Fan magazines held up the actresses Mary Pickford and Gloria Swanson, as well as the writers Frances Marion and Elinor Glyn, as successful independent women who had migrated to Hollywood and were economically and socially liberated. 18 Gossip writers such as Louella Parsons, who wrote about film in a nationally daily column, championed the “modern woman.” Hallett argues that Parsons “created new western myths that appealed to these fans’ desires, blending wish fulfillment and social reflection.” 19 Parsons described Hollywood as “a novel kind of western frontier that sought women adventurers.” 20 By combining the frontier myth with the early 1920s Hollywood zeitgeist, Parsons insightfully reveals a female frontier that strives for female independence. American Vampire reveals this lost history and exposes the quintessential elements of the American Myth that should be recuperated. This is demonstrated by the graphic novel primarily focusing on Pearl Jones and her friend Hattie. Though men are present within the graphic novel, women are its central characters.

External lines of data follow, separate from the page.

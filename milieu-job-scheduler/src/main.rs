use flexi_logger::{Age, Cleanup, Criterion, Duplicate, FileSpec, Logger, Naming, WriteMode};
use milieu_common::db::create_db_thread_pool;
use zeroize::Zeroizing;

mod env;
mod jobs;
mod runner;

use jobs::{ClearExpiredSessionsJob, ClearResolvedInvitesJob, ClearStaleLoginAttemptsJob};
use runner::JobRunner;

fn main() {
    let db_uri = Zeroizing::new(env::CONF.db_uri.clone());

    let db_thread_pool = create_db_thread_pool(
        &db_uri,
        env::CONF.db_max_connections,
        env::CONF.db_idle_timeout,
    );

    tokio::runtime::Builder::new_multi_thread()
        .worker_threads(env::CONF.worker_threads)
        .max_blocking_threads(env::CONF.max_blocking_threads)
        .enable_all()
        .build()
        .expect("Failed to launch asynchronous runtime")
        .block_on(async move {
            Logger::try_with_str(&env::CONF.log_level)
                .expect(
                    "Invalid log level. Options: ERROR, WARN, INFO, DEBUG, TRACE. \
                     Example: `info, my::critical::module=trace`",
                )
                .log_to_file(FileSpec::default().directory("./logs"))
                .rotate(
                    Criterion::Age(Age::Day),
                    Naming::Timestamps,
                    Cleanup::KeepLogAndCompressedFiles(60, 365),
                )
                .cleanup_in_background_thread(true)
                .duplicate_to_stdout(Duplicate::All)
                .write_mode(WriteMode::BufferAndFlush)
                .format(|writer, now, record| {
                    write!(
                        writer,
                        "{:5} | {} | {}:{} | {}",
                        record.level(),
                        now.format("%Y-%m-%dT%H:%M:%S%.6fZ"),
                        record.module_path().unwrap_or("<unknown>"),
                        record.line().unwrap_or(0),
                        record.args()
                    )
                })
                .use_utc()
                .start()
                .expect("Failed to start logger");

            let mut job_runner = JobRunner::new(env::CONF.update_frequency, db_thread_pool.clone());

            job_runner
                .register(
                    Box::new(ClearExpiredSessionsJob::new(
                        env::CONF.expired_session_grace_period,
                        db_thread_pool.clone(),
                    )),
                    env::CONF.clear_expired_sessions_job_frequency,
                )
                .await;

            job_runner
                .register(
                    Box::new(ClearStaleLoginAttemptsJob::new(
                        env::CONF.stale_login_attempt_max_age,
                        db_thread_pool.clone(),
                    )),
                    env::CONF.clear_stale_login_attempts_job_frequency,
                )
                .await;

            job_runner
                .register(
                    Box::new(ClearResolvedInvitesJob::new(
                        env::CONF.resolved_invite_max_age,
                        db_thread_pool.clone(),
                    )),
                    env::CONF.clear_resolved_invites_job_frequency,
                )
                .await;

            job_runner.start().await;
        });
}
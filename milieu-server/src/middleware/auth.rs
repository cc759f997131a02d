use actix_web::dev::Payload;
use actix_web::http::header;
use actix_web::web::{self, Data};
use actix_web::{FromRequest, HttpRequest};
use milieu_common::db::{self, DaoError, DbThreadPool};
use milieu_common::token;
use std::future::Future;
use std::pin::Pin;
use std::time::SystemTime;
use uuid::Uuid;

use crate::handlers::error::HttpErrorResponse;

/// Extractor that resolves the `Authorization: Bearer` token to a live
/// session. Handlers taking this parameter are authenticated endpoints.
pub struct AuthenticatedUser {
    pub user_id: Uuid,
    pub email: String,
    pub token_digest: Vec<u8>,
}

impl FromRequest for AuthenticatedUser {
    type Error = HttpErrorResponse;
    type Future = Pin<Box<dyn Future<Output = Result<Self, Self::Error>>>>;

    fn from_request(req: &HttpRequest, _payload: &mut Payload) -> Self::Future {
        let db_thread_pool = req.app_data::<Data<DbThreadPool>>().cloned();
        let auth_header = req
            .headers()
            .get(header::AUTHORIZATION)
            .and_then(|value| value.to_str().ok())
            .map(String::from);

        Box::pin(async move {
            let Some(db_thread_pool) = db_thread_pool else {
                log::error!("DB thread pool was not available to auth extractor");
                return Err(HttpErrorResponse::InternalError);
            };

            let header_value = auth_header.ok_or(HttpErrorResponse::MissingAuth)?;
            let bearer_token = header_value
                .strip_prefix("Bearer ")
                .map(str::trim)
                .filter(|t| !t.is_empty())
                .ok_or(HttpErrorResponse::MissingAuth)?;

            let token_digest = token::digest_token(bearer_token);
            let digest_for_query = token_digest.clone();

            let auth_dao = db::auth::Dao::new(&db_thread_pool);
            let (session, email) = match web::block(move || {
                let session = auth_dao.get_session(&digest_for_query)?;
                let email = auth_dao.get_user_email(session.user_id)?;
                Ok::<_, DaoError>((session, email))
            })
            .await?
            {
                Ok(found) => found,
                Err(DaoError::QueryFailure(diesel::result::Error::NotFound)) => {
                    return Err(HttpErrorResponse::InvalidToken);
                }
                Err(e) => {
                    log::error!("{e}");
                    return Err(HttpErrorResponse::InternalError);
                }
            };

            if session.expires_at <= SystemTime::now() {
                return Err(HttpErrorResponse::TokenExpired);
            }

            Ok(AuthenticatedUser {
                user_id: session.user_id,
                email,
                token_digest,
            })
        })
    }
}
use diesel::{dsl, ExpressionMethods, QueryDsl, RunQueryDsl};
use std::time::SystemTime;
use uuid::Uuid;

use crate::db::{DaoError, DbThreadPool};
use crate::models::repo_key::{NewRepoKey, RepoKey};
use crate::models::repo_key_event::NewRepoKeyEvent;
use crate::models::umk_blob::{NewUmkBlob, UmkBlob};
use crate::models::user_key::{NewUserKey, UserKey};
use crate::schema::repo_key_events::dsl::repo_key_events;
use crate::schema::repo_keys as repo_key_fields;
use crate::schema::repo_keys::dsl::repo_keys;
use crate::schema::umk_blobs as umk_blob_fields;
use crate::schema::umk_blobs::dsl::umk_blobs;
use crate::schema::user_keys as user_key_fields;
use crate::schema::user_keys::dsl::user_keys;

pub struct Dao {
    db_thread_pool: DbThreadPool,
}

impl Dao {
    pub fn new(db_thread_pool: &DbThreadPool) -> Self {
        Self {
            db_thread_pool: db_thread_pool.clone(),
        }
    }

    pub fn get_user_key(&self, user_id: Uuid) -> Result<UserKey, DaoError> {
        Ok(user_keys
            .find(user_id)
            .get_result(&mut self.db_thread_pool.get()?)?)
    }

    pub fn upsert_user_key(
        &self,
        user_id: Uuid,
        public_key: &str,
        algorithm: &str,
    ) -> Result<(), DaoError> {
        let now = SystemTime::now();

        let new_key = NewUserKey {
            user_id,
            public_key,
            algorithm,
            created_at: now,
            updated_at: now,
        };

        dsl::insert_into(user_keys)
            .values(&new_key)
            .on_conflict(user_key_fields::user_id)
            .do_update()
            .set((
                user_key_fields::public_key.eq(public_key),
                user_key_fields::algorithm.eq(algorithm),
                user_key_fields::updated_at.eq(now),
            ))
            .execute(&mut self.db_thread_pool.get()?)?;

        Ok(())
    }

    pub fn get_umk_blob(&self, user_id: Uuid) -> Result<UmkBlob, DaoError> {
        Ok(umk_blobs
            .find(user_id)
            .get_result(&mut self.db_thread_pool.get()?)?)
    }

    pub fn upsert_umk_blob(
        &self,
        user_id: Uuid,
        encrypted_umk: &str,
        kdf_params: &str,
        version: i32,
    ) -> Result<(), DaoError> {
        let new_blob = NewUmkBlob {
            user_id,
            encrypted_umk,
            kdf_params,
            version,
            updated_at: SystemTime::now(),
        };

        dsl::insert_into(umk_blobs)
            .values(&new_blob)
            .on_conflict(umk_blob_fields::user_id)
            .do_update()
            .set((
                umk_blob_fields::encrypted_umk.eq(encrypted_umk),
                umk_blob_fields::kdf_params.eq(kdf_params),
                umk_blob_fields::version.eq(version),
                umk_blob_fields::updated_at.eq(new_blob.updated_at),
            ))
            .execute(&mut self.db_thread_pool.get()?)?;

        Ok(())
    }

    pub fn get_repo_key(&self, repo_id: Uuid, user_id: Uuid) -> Result<RepoKey, DaoError> {
        Ok(repo_keys
            .find((repo_id, user_id))
            .get_result(&mut self.db_thread_pool.get()?)?)
    }

    /// Stores a wrapped repo key for `target_user_id` and appends an audit
    /// event naming who distributed it.
    #[allow(clippy::too_many_arguments)]
    pub fn upsert_repo_key(
        &self,
        repo_id: Uuid,
        target_user_id: Uuid,
        target_email: &str,
        requester_user_id: Uuid,
        requester_email: &str,
        wrapped_key: &str,
        algorithm: &str,
    ) -> Result<(), DaoError> {
        let mut db_connection = self.db_thread_pool.get()?;

        db_connection
            .build_transaction()
            .run::<_, DaoError, _>(|conn| {
                let now = SystemTime::now();

                let new_key = NewRepoKey {
                    repo_id,
                    user_id: target_user_id,
                    wrapped_key,
                    algorithm,
                    created_at: now,
                    updated_at: now,
                };

                dsl::insert_into(repo_keys)
                    .values(&new_key)
                    .on_conflict((repo_key_fields::repo_id, repo_key_fields::user_id))
                    .do_update()
                    .set((
                        repo_key_fields::wrapped_key.eq(wrapped_key),
                        repo_key_fields::algorithm.eq(algorithm),
                        repo_key_fields::updated_at.eq(now),
                    ))
                    .execute(conn)?;

                let new_event = NewRepoKeyEvent {
                    id: Uuid::now_v7(),
                    repo_id,
                    requester_user_id,
                    requester_email,
                    target_user_id,
                    target_email,
                    action: "upsert",
                    created_at: now,
                };

                dsl::insert_into(repo_key_events)
                    .values(&new_event)
                    .execute(conn)?;

                Ok(())
            })
    }
}
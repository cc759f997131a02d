use async_trait::async_trait;
use milieu_common::db::auth::Dao as AuthDao;
use milieu_common::db::DbThreadPool;
use std::time::Duration;

use crate::jobs::{Job, JobError};

/// Deletes login attempt buckets whose rate-limit window started longer than
/// `max_age` ago. Expired buckets are already ignored at login time, so this
/// only reclaims table space.
pub struct ClearStaleLoginAttemptsJob {
    max_age: Duration,
    db_thread_pool: DbThreadPool,
    is_running: bool,
}

impl ClearStaleLoginAttemptsJob {
    pub fn new(max_age: Duration, db_thread_pool: DbThreadPool) -> Self {
        Self {
            max_age,
            db_thread_pool,
            is_running: false,
        }
    }
}

#[async_trait]
impl Job for ClearStaleLoginAttemptsJob {
    fn name(&self) -> &'static str {
        "Clear Stale Login Attempts"
    }

    fn is_ready(&self) -> bool {
        !self.is_running
    }

    async fn execute(&mut self) -> Result<(), JobError> {
        self.is_running = true;

        let dao = AuthDao::new(&self.db_thread_pool);
        let max_age = self.max_age;
        let deleted =
            tokio::task::spawn_blocking(move || dao.delete_stale_login_attempts(max_age))
                .await??;

        log::info!("Deleted {deleted} stale login attempt buckets");

        self.is_running = false;
        Ok(())
    }
}
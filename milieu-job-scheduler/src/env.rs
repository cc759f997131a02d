use once_cell::sync::Lazy;
use std::str::FromStr;
use std::time::Duration;

const DB_USERNAME_VAR: &str = "MILIEU_DB_USERNAME";
const DB_PASSWORD_VAR: &str = "MILIEU_DB_PASSWORD";
const DB_HOSTNAME_VAR: &str = "MILIEU_DB_HOSTNAME";
const DB_PORT_VAR: &str = "MILIEU_DB_PORT";
const DB_NAME_VAR: &str = "MILIEU_DB_NAME";
const DB_MAX_CONNECTIONS_VAR: &str = "MILIEU_DB_MAX_CONNECTIONS";
const DB_IDLE_TIMEOUT_SECS_VAR: &str = "MILIEU_DB_IDLE_TIMEOUT_SECS";

const WORKER_THREADS_VAR: &str = "MILIEU_SCHEDULER_WORKER_THREADS";
const MAX_BLOCKING_THREADS_VAR: &str = "MILIEU_SCHEDULER_MAX_BLOCKING_THREADS";
const UPDATE_FREQUENCY_SECS_VAR: &str = "MILIEU_SCHEDULER_UPDATE_FREQUENCY_SECS";
const LOG_LEVEL_VAR: &str = "MILIEU_LOG_LEVEL";

const CLEAR_EXPIRED_SESSIONS_FREQUENCY_SECS_VAR: &str =
    "MILIEU_CLEAR_EXPIRED_SESSIONS_FREQUENCY_SECS";
const EXPIRED_SESSION_GRACE_HOURS_VAR: &str = "MILIEU_EXPIRED_SESSION_GRACE_HOURS";

const CLEAR_STALE_LOGIN_ATTEMPTS_FREQUENCY_SECS_VAR: &str =
    "MILIEU_CLEAR_STALE_LOGIN_ATTEMPTS_FREQUENCY_SECS";
const STALE_LOGIN_ATTEMPT_MAX_AGE_HOURS_VAR: &str = "MILIEU_STALE_LOGIN_ATTEMPT_MAX_AGE_HOURS";

const CLEAR_RESOLVED_INVITES_FREQUENCY_SECS_VAR: &str =
    "MILIEU_CLEAR_RESOLVED_INVITES_FREQUENCY_SECS";
const RESOLVED_INVITE_MAX_AGE_DAYS_VAR: &str = "MILIEU_RESOLVED_INVITE_MAX_AGE_DAYS";

pub struct Config {
    pub db_uri: String,
    pub db_max_connections: u32,
    pub db_idle_timeout: Duration,

    pub worker_threads: usize,
    pub max_blocking_threads: usize,
    pub update_frequency: Duration,
    pub log_level: String,

    pub clear_expired_sessions_job_frequency: Duration,
    pub expired_session_grace_period: Duration,

    pub clear_stale_login_attempts_job_frequency: Duration,
    pub stale_login_attempt_max_age: Duration,

    pub clear_resolved_invites_job_frequency: Duration,
    pub resolved_invite_max_age: Duration,
}

pub static CONF: Lazy<Config> = Lazy::new(|| {
    let cpu_count = num_cpus::get();

    let db_username = require_var(DB_USERNAME_VAR);
    let db_password = require_var(DB_PASSWORD_VAR);
    let db_hostname = require_var(DB_HOSTNAME_VAR);
    let db_port: u16 = var_or(DB_PORT_VAR, 5432);
    let db_name = require_var(DB_NAME_VAR);

    Config {
        db_uri: format!(
            "postgres://{db_username}:{db_password}@{db_hostname}:{db_port}/{db_name}"
        ),
        db_max_connections: var_or(DB_MAX_CONNECTIONS_VAR, cpu_count as u32 * 2),
        db_idle_timeout: Duration::from_secs(var_or(DB_IDLE_TIMEOUT_SECS_VAR, 30)),

        worker_threads: var_or(WORKER_THREADS_VAR, cpu_count),
        max_blocking_threads: var_or(MAX_BLOCKING_THREADS_VAR, 16),
        update_frequency: Duration::from_secs(var_or(UPDATE_FREQUENCY_SECS_VAR, 30)),
        log_level: var_or(LOG_LEVEL_VAR, String::from("info")),

        clear_expired_sessions_job_frequency: Duration::from_secs(var_or(
            CLEAR_EXPIRED_SESSIONS_FREQUENCY_SECS_VAR,
            3600,
        )),
        expired_session_grace_period: Duration::from_secs(
            var_or(EXPIRED_SESSION_GRACE_HOURS_VAR, 24u64) * 3600,
        ),

        clear_stale_login_attempts_job_frequency: Duration::from_secs(var_or(
            CLEAR_STALE_LOGIN_ATTEMPTS_FREQUENCY_SECS_VAR,
            3600,
        )),
        stale_login_attempt_max_age: Duration::from_secs(
            var_or(STALE_LOGIN_ATTEMPT_MAX_AGE_HOURS_VAR, 24u64) * 3600,
        ),

        clear_resolved_invites_job_frequency: Duration::from_secs(var_or(
            CLEAR_RESOLVED_INVITES_FREQUENCY_SECS_VAR,
            3600 * 24,
        )),
        resolved_invite_max_age: Duration::from_secs(
            var_or(RESOLVED_INVITE_MAX_AGE_DAYS_VAR, 30u64) * 86400,
        ),
    }
});

fn require_var(key: &str) -> String {
    std::env::var(key).unwrap_or_else(|_| panic!("Environment variable {key} must be set"))
}

fn var_or<T: FromStr>(key: &str, default: T) -> T {
    match std::env::var(key) {
        Ok(val) => val
            .parse()
            .unwrap_or_else(|_| panic!("Environment variable {key} is incorrectly formatted")),
        Err(_) => default,
    }
}
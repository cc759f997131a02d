use diesel::{dsl, ExpressionMethods, OptionalExtension, QueryDsl, RunQueryDsl};
use std::time::{Duration, SystemTime};
use uuid::Uuid;

use crate::db::{DaoError, DbThreadPool};
use crate::models::login_attempt::NewLoginAttempt;
use crate::models::session::{NewSession, Session};
use crate::models::user::NewUser;
use crate::schema::login_attempts as login_attempt_fields;
use crate::schema::login_attempts::dsl::login_attempts;
use crate::schema::sessions as session_fields;
use crate::schema::sessions::dsl::sessions;
use crate::schema::users as user_fields;
use crate::schema::users::dsl::users;

pub struct UserCredentials {
    pub user_id: Uuid,
    pub password_hash: Vec<u8>,
    pub password_salt: Vec<u8>,
    pub password_iters: i32,
}

pub struct Dao {
    db_thread_pool: DbThreadPool,
}

impl Dao {
    pub fn new(db_thread_pool: &DbThreadPool) -> Self {
        Self {
            db_thread_pool: db_thread_pool.clone(),
        }
    }

    pub fn create_user(
        &self,
        email: &str,
        password_hash: &[u8],
        password_salt: &[u8],
        password_iters: i32,
    ) -> Result<Uuid, DaoError> {
        let user_id = Uuid::now_v7();

        let new_user = NewUser {
            id: user_id,
            email,
            password_hash,
            password_salt,
            password_iters,
            created_at: SystemTime::now(),
        };

        dsl::insert_into(users)
            .values(&new_user)
            .execute(&mut self.db_thread_pool.get()?)?;

        Ok(user_id)
    }

    pub fn get_user_credentials(&self, email: &str) -> Result<UserCredentials, DaoError> {
        let (user_id, password_hash, password_salt, password_iters) = users
            .select((
                user_fields::id,
                user_fields::password_hash,
                user_fields::password_salt,
                user_fields::password_iters,
            ))
            .filter(user_fields::email.eq(email))
            .get_result::<(Uuid, Vec<u8>, Vec<u8>, i32)>(&mut self.db_thread_pool.get()?)?;

        Ok(UserCredentials {
            user_id,
            password_hash,
            password_salt,
            password_iters,
        })
    }

    pub fn get_user_email(&self, user_id: Uuid) -> Result<String, DaoError> {
        Ok(users
            .find(user_id)
            .select(user_fields::email)
            .get_result(&mut self.db_thread_pool.get()?)?)
    }

    pub fn get_user_id_by_email(&self, email: &str) -> Result<Uuid, DaoError> {
        Ok(users
            .filter(user_fields::email.eq(email))
            .select(user_fields::id)
            .get_result(&mut self.db_thread_pool.get()?)?)
    }

    /// Reports whether the bucket for `attempt_key` has hit `max_attempts`
    /// within its window. Buckets whose window has elapsed are deleted and
    /// no longer count.
    pub fn is_login_rate_limited(
        &self,
        attempt_key: &str,
        max_attempts: i32,
        window: Duration,
    ) -> Result<bool, DaoError> {
        let mut db_connection = self.db_thread_pool.get()?;

        let bucket = login_attempts
            .find(attempt_key)
            .select((
                login_attempt_fields::count,
                login_attempt_fields::window_start,
            ))
            .get_result::<(i32, SystemTime)>(&mut db_connection)
            .optional()?;

        let Some((count, window_start)) = bucket else {
            return Ok(false);
        };

        if SystemTime::now() > window_start + window {
            diesel::delete(login_attempts.find(attempt_key)).execute(&mut db_connection)?;
            return Ok(false);
        }

        Ok(count >= max_attempts)
    }

    /// Counts a failed password check against `attempt_key`. A bucket whose
    /// window has elapsed restarts at one.
    pub fn record_login_failure(
        &self,
        attempt_key: &str,
        window: Duration,
    ) -> Result<(), DaoError> {
        let mut db_connection = self.db_thread_pool.get()?;

        db_connection
            .build_transaction()
            .run::<_, DaoError, _>(|conn| {
                let now = SystemTime::now();

                let bucket = login_attempts
                    .find(attempt_key)
                    .select(login_attempt_fields::window_start)
                    .get_result::<SystemTime>(conn)
                    .optional()?;

                match bucket {
                    None => {
                        let new_attempt = NewLoginAttempt {
                            attempt_key,
                            count: 1,
                            window_start: now,
                        };

                        dsl::insert_into(login_attempts)
                            .values(&new_attempt)
                            .execute(conn)?;
                    }
                    Some(window_start) if now > window_start + window => {
                        dsl::update(login_attempts.find(attempt_key))
                            .set((
                                login_attempt_fields::count.eq(1),
                                login_attempt_fields::window_start.eq(now),
                            ))
                            .execute(conn)?;
                    }
                    Some(_) => {
                        dsl::update(login_attempts.find(attempt_key))
                            .set(
                                login_attempt_fields::count
                                    .eq(login_attempt_fields::count + 1),
                            )
                            .execute(conn)?;
                    }
                }

                Ok(())
            })?;

        Ok(())
    }

    pub fn clear_login_attempts(&self, attempt_key: &str) -> Result<(), DaoError> {
        diesel::delete(login_attempts.find(attempt_key))
            .execute(&mut self.db_thread_pool.get()?)?;

        Ok(())
    }

    /// Records a new session. Any live session for the same user and host is
    /// expired first, and the user's session list is pruned down to
    /// `max_sessions` most-recent entries.
    #[allow(clippy::too_many_arguments)]
    pub fn create_session(
        &self,
        user_id: Uuid,
        token_digest: &[u8],
        token_suffix: &str,
        host: &str,
        expires_at: SystemTime,
        max_sessions: i64,
    ) -> Result<(), DaoError> {
        let mut db_connection = self.db_thread_pool.get()?;

        db_connection
            .build_transaction()
            .run::<_, DaoError, _>(|conn| {
                let now = SystemTime::now();

                dsl::update(
                    sessions
                        .filter(session_fields::user_id.eq(user_id))
                        .filter(session_fields::host.eq(host)),
                )
                .set(session_fields::expires_at.eq(now))
                .execute(conn)?;

                let new_session = NewSession {
                    token_digest,
                    token_suffix,
                    user_id,
                    host,
                    created_at: now,
                    expires_at,
                };

                dsl::insert_into(sessions)
                    .values(&new_session)
                    .execute(conn)?;

                let keep = sessions
                    .filter(session_fields::user_id.eq(user_id))
                    .order(session_fields::created_at.desc())
                    .limit(max_sessions)
                    .select(session_fields::token_digest)
                    .load::<Vec<u8>>(conn)?;

                diesel::delete(
                    sessions
                        .filter(session_fields::user_id.eq(user_id))
                        .filter(session_fields::token_digest.ne_all(keep)),
                )
                .execute(conn)?;

                Ok(())
            })?;

        Ok(())
    }

    pub fn get_session(&self, token_digest: &[u8]) -> Result<Session, DaoError> {
        Ok(sessions
            .find(token_digest)
            .get_result(&mut self.db_thread_pool.get()?)?)
    }

    /// Sets the session's expiration to now. A no-op when the session does
    /// not exist or is already expired, which makes logout idempotent.
    pub fn expire_session(&self, token_digest: &[u8]) -> Result<(), DaoError> {
        dsl::update(sessions.find(token_digest))
            .set(session_fields::expires_at.eq(SystemTime::now()))
            .execute(&mut self.db_thread_pool.get()?)?;

        Ok(())
    }

    pub fn list_sessions(&self, user_id: Uuid) -> Result<Vec<Session>, DaoError> {
        Ok(sessions
            .filter(session_fields::user_id.eq(user_id))
            .order(session_fields::created_at.desc())
            .load(&mut self.db_thread_pool.get()?)?)
    }

    pub fn delete_expired_sessions(&self, grace_period: Duration) -> Result<usize, DaoError> {
        let cutoff = SystemTime::now() - grace_period;

        Ok(
            diesel::delete(sessions.filter(session_fields::expires_at.lt(cutoff)))
                .execute(&mut self.db_thread_pool.get()?)?,
        )
    }

    pub fn delete_stale_login_attempts(&self, max_age: Duration) -> Result<usize, DaoError> {
        let cutoff = SystemTime::now() - max_age;

        Ok(diesel::delete(
            login_attempts.filter(login_attempt_fields::window_start.lt(cutoff)),
        )
        .execute(&mut self.db_thread_pool.get()?)?)
    }
}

After the Arbuckle/ Rappe scandal, there was a marked change in how the press represented Hollywood. The scandal concerned a sexual encounter between Virgina Rappe, a female extra, and Fatty Arbuckle, one of the era’s most popular comic stars, which culminated in the actress’s tragic death. The press exploited this scandal and her death would come to reveal a darker side to Hollywood. Diane McKenna writes the “warning stories” about coming to Hollywood were directed largely at “star struck girls” whose reality would never include Hollywood. 21 McKenna argues that “[t]hese warnings about the film industry existed in tension with a wealth of material that celebrated the growing film world.” 5 Though the warnings were there, they were easily dismissed by fans and were largely used to sell papers. This was similarly accompanied by the reassurance of the Hays Code, which enforced a morality clause in contracts explicitly condemning sexual exploitation, and the expansion of The Hollywood Studio Club, which helped house and support women who flocked to Hollywood. 23 These institutions helped to whitewash the scandals that were emerging from Hollywood and would help reassure the general public that the movies, and the people who made them, were morally wholesome. American Vampire, which takes place in 1925, a few years after the Arbuckle/Rappe scandal, clearly reveals the reality of an extra and the darker side of the American myth.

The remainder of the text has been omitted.